The report noted that Facebook's rules for India and Pakistan both include a diagram explaining that the company removes some content to avoid risk of legal challenge or being blocked by governments.
Citing other examples, the report said that moderators were once told to remove fund-raising appeals for volcano victims in Indonesia because a co-sponsor of the drive was on Facebook's internal list of banned groups.
In Myanmar, a paperwork error allowed a prominent extremist group, accused of fomenting genocide, to stay on the platform for months.
"The closely held rules are extensive, and they make the company a far more powerful arbiter of global speech than has been publicly recognised or acknowledged by the company itself," the report said.
The report noted that the Facebook employees who meet to set the guidelines are mostly young engineers and lawyers, who try to distill highly complex issues into simple yes-or-no rules.

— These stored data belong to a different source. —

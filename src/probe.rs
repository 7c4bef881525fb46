use crate::{
    Analyzer, AnalyzerError, AnalyzerKind, BinaryMarkers, Finding, FindingResult, KeywordCount,
    ScanTarget, Severity,
};
use sha2::{Digest, Sha256};

const HEADER: &[u8] = b"%PDF-";
const EOF_MARKER: &[u8] = b"%%EOF";
const OBJECT_STREAM: &[u8] = b"ObjStm";
const ENCRYPT: &[u8] = b"/Encrypt";

/// Name keywords that commonly show up in weaponised documents. A hit is a
/// reason to look closer, not a verdict.
const RISKY_KEYWORDS: &[&str] = &[
    "/JS",
    "/JavaScript",
    "/OpenAction",
    "/AA",
    "/Launch",
    "/EmbeddedFile",
    "/RichMedia",
    "/XFA",
    "/AcroForm",
];

// ── ByteStreamProbe ───────────────────────────────────────────────────────────

/// Low-level inspection of the raw file bytes: content digest and marker
/// presence, without parsing anything.
#[derive(Debug, Clone, Default)]
pub struct ByteStreamProbe;

impl ByteStreamProbe {
    pub fn new() -> Self {
        Self
    }

    /// Compute markers for an in-memory buffer.
    ///
    /// ```
    /// let markers = pdfprobe::ByteStreamProbe::inspect(b"%PDF-1.4\n...\n%%EOF\n");
    /// assert!(markers.header_present);
    /// assert!(markers.eof_present);
    /// assert_eq!(markers.version.as_deref(), Some("1.4"));
    /// ```
    pub fn inspect(data: &[u8]) -> BinaryMarkers {
        let header_at = find(data, HEADER);

        BinaryMarkers {
            sha256: sha256_hex(data),
            size: data.len() as u64,
            header_present: header_at == Some(0),
            header_offset: header_at.filter(|&at| at > 0),
            version: header_at.and_then(|at| read_version(&data[at + HEADER.len()..])),
            object_stream: find(data, OBJECT_STREAM).is_some(),
            encrypted: find(data, ENCRYPT).is_some(),
            eof_present: trim_trailing_whitespace(data).ends_with(EOF_MARKER),
            eof_count: count_occurrences(data, EOF_MARKER),
            keywords: RISKY_KEYWORDS
                .iter()
                .map(|kw| KeywordCount {
                    keyword: (*kw).to_string(),
                    count: count_name(data, kw.as_bytes()),
                })
                .filter(|k| k.count > 0)
                .collect(),
        }
    }

    /// Severity for a set of markers. Object streams, encryption and risky
    /// keywords are common in legitimate files, so on their own they never
    /// go beyond a warning.
    pub fn severity(markers: &BinaryMarkers) -> Severity {
        if !markers.header_present {
            Severity::Suspicious
        } else if markers.object_stream
            || markers.encrypted
            || !markers.eof_present
            || !markers.keywords.is_empty()
        {
            Severity::Warning
        } else {
            Severity::Info
        }
    }
}

impl Analyzer for ByteStreamProbe {
    fn kind(&self) -> AnalyzerKind {
        AnalyzerKind::ByteStream
    }

    fn run(&self, target: &ScanTarget) -> Result<Finding, AnalyzerError> {
        let data = std::fs::read(target.path())?;
        let markers = Self::inspect(&data);
        let severity = Self::severity(&markers);
        Ok(Finding::new(
            self.kind(),
            FindingResult::BinaryMarkers(markers),
            severity,
        ))
    }
}

// ── Helpers ───────────────────────────────────────────────────────────────────

fn sha256_hex(bytes: &[u8]) -> String {
    let mut hasher = Sha256::new();
    hasher.update(bytes);
    format!("{:x}", hasher.finalize())
}

fn find(haystack: &[u8], needle: &[u8]) -> Option<usize> {
    haystack.windows(needle.len()).position(|w| w == needle)
}

fn count_occurrences(haystack: &[u8], needle: &[u8]) -> usize {
    haystack.windows(needle.len()).filter(|w| *w == needle).count()
}

/// Count `name` occurrences that are whole PDF names, so `/JS` does not also
/// count every `/JavaScript`.
fn count_name(haystack: &[u8], name: &[u8]) -> usize {
    haystack
        .windows(name.len())
        .enumerate()
        .filter(|(at, w)| {
            *w == name
                && haystack
                    .get(at + name.len())
                    .map_or(true, |&next| !next.is_ascii_alphanumeric())
        })
        .count()
}

fn trim_trailing_whitespace(data: &[u8]) -> &[u8] {
    let end = data
        .iter()
        .rposition(|b| !b.is_ascii_whitespace() && *b != 0)
        .map_or(0, |i| i + 1);
    &data[..end]
}

fn read_version(after_header: &[u8]) -> Option<String> {
    let len = after_header
        .iter()
        .take(8)
        .take_while(|b| b.is_ascii_digit() || **b == b'.')
        .count();
    (len > 0).then(|| String::from_utf8_lossy(&after_header[..len]).into_owned())
}

#[cfg(test)]
mod tests {
    use super::*;

    #[test]
    fn name_count_ignores_longer_names() {
        let data = b"/JS (x) /JavaScript /JS\n";
        assert_eq!(count_name(data, b"/JS"), 2);
        assert_eq!(count_name(data, b"/JavaScript"), 1);
    }

    #[test]
    fn trailing_nul_and_whitespace_are_trimmed() {
        assert_eq!(trim_trailing_whitespace(b"%%EOF\r\n\0 "), b"%%EOF");
        assert_eq!(trim_trailing_whitespace(b"  \n"), b"");
    }
}
use crate::discovery::{is_pdf_name, pdf_files_under};
use crate::{
    Analyzer, ByteStreamProbe, Finding, FindingSet, MetadataExtractor, ObjectWalker, Result,
    ScanConfig, ScanError, ScriptAnalyzer, SignatureChecker, StructuralValidator,
};
use std::path::{Path, PathBuf};
use std::sync::atomic::{AtomicBool, Ordering};
use std::sync::Arc;
use tracing::{debug, info, warn};

// ── ScanTarget ────────────────────────────────────────────────────────────────

/// A path known to designate a single PDF file. Analyzers only ever read it.
#[derive(Debug, Clone, PartialEq, Eq)]
pub struct ScanTarget {
    path: PathBuf,
}

impl ScanTarget {
    /// Wrap a path without checking it. Prefer [`PdfScanner::resolve_input`]
    /// for user-supplied paths.
    pub fn new<P: Into<PathBuf>>(path: P) -> Self {
        Self { path: path.into() }
    }

    pub fn path(&self) -> &Path {
        &self.path
    }
}

/// What a user-supplied path turned out to be.
#[derive(Debug, Clone, PartialEq, Eq)]
pub enum ResolvedInput {
    SingleFile(ScanTarget),
    Directory(PathBuf),
}

// ── CancelToken ───────────────────────────────────────────────────────────────

/// Cooperative cancellation, checked between files of a directory walk.
#[derive(Debug, Clone, Default)]
pub struct CancelToken(Arc<AtomicBool>);

impl CancelToken {
    pub fn new() -> Self {
        Self::default()
    }

    pub fn cancel(&self) {
        self.0.store(true, Ordering::SeqCst);
    }

    pub fn is_cancelled(&self) -> bool {
        self.0.load(Ordering::SeqCst)
    }
}

/// Totals for one [`PdfScanner::run`].
#[derive(Debug, Clone, Default, PartialEq, Eq)]
pub struct ScanSummary {
    pub files_scanned: usize,
    /// Files with at least one [`crate::Severity::Suspicious`] finding.
    pub files_with_concerns: usize,
    /// The walk stopped early because the [`CancelToken`] fired.
    pub cancelled: bool,
}

// ── PdfScanner ────────────────────────────────────────────────────────────────

/// Runs an ordered list of analyzers over one file or a directory tree.
///
/// # Creating a scanner
///
/// ```no_run
/// use pdfprobe::{PdfScanner, ScanConfig, ScanTarget};
/// use std::time::Duration;
///
/// // The six standard analyzers
/// let scanner = PdfScanner::new(ScanConfig::default());
///
/// // With custom tool locations
/// let cfg = ScanConfig {
///     qpdf_program: "/opt/qpdf/bin/qpdf".into(),
///     tool_timeout: Some(Duration::from_secs(10)),
///     ..Default::default()
/// };
/// let scanner = PdfScanner::new(cfg);
///
/// let set = scanner.scan_file(&ScanTarget::new("invoice.pdf"));
/// assert_eq!(set.len(), 6);
/// ```
pub struct PdfScanner {
    config: ScanConfig,
    analyzers: Vec<Box<dyn Analyzer>>,
    cancel: CancelToken,
}

impl PdfScanner {
    /// Scanner with the standard analyzers in their fixed order: byte
    /// stream, structure, metadata, objects, script, signature.
    pub fn new(config: ScanConfig) -> Self {
        let analyzers: Vec<Box<dyn Analyzer>> = vec![
            Box::new(ByteStreamProbe::new()),
            Box::new(StructuralValidator::new(&config)),
            Box::new(MetadataExtractor::new()),
            Box::new(ObjectWalker::new()),
            Box::new(ScriptAnalyzer::new()),
            Box::new(SignatureChecker::new(&config)),
        ];
        Self::with_analyzers(config, analyzers)
    }

    /// Scanner with a caller-chosen analyzer list, run in the given order.
    pub fn with_analyzers(config: ScanConfig, analyzers: Vec<Box<dyn Analyzer>>) -> Self {
        Self {
            config,
            analyzers,
            cancel: CancelToken::new(),
        }
    }

    /// Replace the cancellation token, e.g. with one wired to Ctrl+C.
    pub fn with_cancel_token(mut self, cancel: CancelToken) -> Self {
        self.cancel = cancel;
        self
    }

    pub fn config(&self) -> &ScanConfig {
        &self.config
    }

    pub fn cancel_token(&self) -> &CancelToken {
        &self.cancel
    }

    /// Decide whether `path` is a single PDF or a directory.
    ///
    /// Missing paths, zero-byte files, and files not named `*.pdf` are
    /// rejected with [`ScanError::InputResolution`].
    pub fn resolve_input<P: AsRef<Path>>(path: P) -> Result<ResolvedInput> {
        let path = path.as_ref();
        let reject = |reason: &str| ScanError::InputResolution {
            path: path.to_path_buf(),
            reason: reason.to_string(),
        };

        let meta = std::fs::metadata(path).map_err(|_| reject("no such file or directory"))?;
        if meta.is_dir() {
            return Ok(ResolvedInput::Directory(path.to_path_buf()));
        }
        if !meta.is_file() || !is_pdf_name(path) {
            return Err(reject("not a valid PDF file or directory"));
        }
        if meta.len() == 0 {
            return Err(reject("file is empty"));
        }
        Ok(ResolvedInput::SingleFile(ScanTarget::new(path)))
    }

    /// Run every analyzer against `target`.
    ///
    /// The returned set holds exactly one finding per analyzer: an analyzer
    /// error becomes a failure finding and the remaining analyzers still run.
    pub fn scan_file(&self, target: &ScanTarget) -> FindingSet {
        let mut set = FindingSet::new(target.path());

        for analyzer in &self.analyzers {
            let kind = analyzer.kind();
            debug!(analyzer = ?kind, path = %target.path().display(), "running analyzer");

            let finding = match analyzer.run(target) {
                Ok(finding) => finding,
                Err(e) => {
                    warn!(analyzer = ?kind, path = %target.path().display(), error = %e, "analyzer failed");
                    Finding::failure(kind, e)
                }
            };
            set.push(finding);
        }

        set
    }

    /// Resolve `path`, scan every PDF it designates, and hand each
    /// [`FindingSet`] to `sink` as soon as it is complete.
    ///
    /// Only an unusable input path is an error; everything that goes wrong
    /// per file or per analyzer is reported through the finding sets.
    pub fn run<P, F>(&self, path: P, mut sink: F) -> Result<ScanSummary>
    where
        P: AsRef<Path>,
        F: FnMut(FindingSet),
    {
        let mut summary = ScanSummary::default();

        match Self::resolve_input(path)? {
            ResolvedInput::SingleFile(target) => {
                self.scan_into(&target, &mut summary, &mut sink);
            }
            ResolvedInput::Directory(dir) => {
                info!(dir = %dir.display(), "walking directory");
                for file in pdf_files_under(&dir, self.config.sort_entries) {
                    if self.cancel.is_cancelled() {
                        summary.cancelled = true;
                        break;
                    }
                    self.scan_into(&ScanTarget::new(file), &mut summary, &mut sink);
                }
            }
        }

        info!(
            files = summary.files_scanned,
            concerns = summary.files_with_concerns,
            cancelled = summary.cancelled,
            "scan finished"
        );
        Ok(summary)
    }

    fn scan_into<F: FnMut(FindingSet)>(
        &self,
        target: &ScanTarget,
        summary: &mut ScanSummary,
        sink: &mut F,
    ) {
        let set = self.scan_file(target);
        summary.files_scanned += 1;
        if set.has_concerns() {
            summary.files_with_concerns += 1;
        }
        sink(set);
    }
}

The company then outsources much of the actual post-by-post moderation to companies that enlist largely unskilled workers, many hired out of call centres.
Those moderators, at times relying on Google Translate, have mere seconds to recall countless rules and apply them to the hundreds of posts that dash across their screens each day.
"When is a reference to 'jihad', for example, forbidden? When is a 'crying laughter' emoji a warning sign?" the report asks.
The report said that moderators express frustration at rules they say don't always make sense and sometimes require them to leave up posts they fear could lead to violence.
"You feel like you killed someone by not acting," one said, speaking on condition of anonymity as he had signed a nondisclosure agreement.
Facebook executives say they are working diligently to rid the platform of dangerous posts.
"It's not our place to correct people's speech, but we do want to enforce our community standards on our platform," said Sara Su, a senior engineer on the News Feed. "When you're in our community, we want to make sure that we're balancing freedom of expression and safety," she said.
Facebook's head of global policy management Monika Bickert said the primary goal was to prevent harm and to a great extent the company had been successful.
"We have billions of posts every day, we're identifying more and more potential violations using our technical systems," Bickert said.
"At that scale, even if you're 99 per cent accurate, you're going to have a lot of mistakes," she said.